State the number of lines in the records that contain "Only", with no other words.

[Records excerpted from a collection]
* * *
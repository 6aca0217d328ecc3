//! Polydispatch type catalog.
//!
//! Registration phase storage for type descriptors. Cycles through
//! inheritance, conformance or interface extension are rejected eagerly, when
//! the edge that would close them is registered.

pub mod catalog;
pub mod hierarchy;

pub use catalog::Catalog;
pub use hierarchy::{EdgeKind, HierarchyGraph};
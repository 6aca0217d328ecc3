//! Generic parameter declarations and instantiation origins.

use crate::TypeHash;

/// Kind constraint on a generic parameter.
#[derive(Debug, Clone, Copy, PartialEq, Eq, Hash, Default)]
pub enum KindConstraint {
    /// Any type argument.
    #[default]
    Any,
    /// Only reference-kind arguments (classes and interfaces).
    Reference,
    /// Only value-kind arguments.
    Value,
}

/// A generic parameter declared on an open type or an open member.
///
/// Constraints are explicit capability sets: each entry names an interface the
/// type argument must conform to. Members used through the parameter must be
/// declared on one of these interfaces.
#[derive(Debug, Clone, PartialEq, Eq)]
pub struct GenericParam {
    /// Parameter name (`T`).
    pub name: String,
    /// Identity of the placeholder type (`List::T`).
    pub type_hash: TypeHash,
    /// Interfaces every argument must conform to.
    pub constraints: Vec<TypeHash>,
    /// Reference/value restriction.
    pub kind: KindConstraint,
}

impl GenericParam {
    /// Create an unconstrained parameter owned by `owner` (a type or member name).
    pub fn new(owner: &str, name: impl Into<String>) -> Self {
        let name = name.into();
        let type_hash = TypeHash::from_name(&format!("{owner}::{name}"));
        Self {
            name,
            type_hash,
            constraints: Vec::new(),
            kind: KindConstraint::Any,
        }
    }

    /// Require the argument to conform to an interface.
    pub fn with_constraint(mut self, interface: TypeHash) -> Self {
        self.constraints.push(interface);
        self
    }

    /// Restrict the argument kind.
    pub fn with_kind(mut self, kind: KindConstraint) -> Self {
        self.kind = kind;
        self
    }

    /// Qualified placeholder name (`List::T`).
    pub fn qualified_name(&self, owner: &str) -> String {
        format!("{owner}::{}", self.name)
    }
}

/// Where a specialized descriptor came from.
#[derive(Debug, Clone, PartialEq, Eq, Hash)]
pub struct GenericOrigin {
    /// The open definition.
    pub open: TypeHash,
    /// Concrete type arguments in declaration order.
    pub type_args: Vec<TypeHash>,
}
* * *
> EXERCISE SOLUTION:
2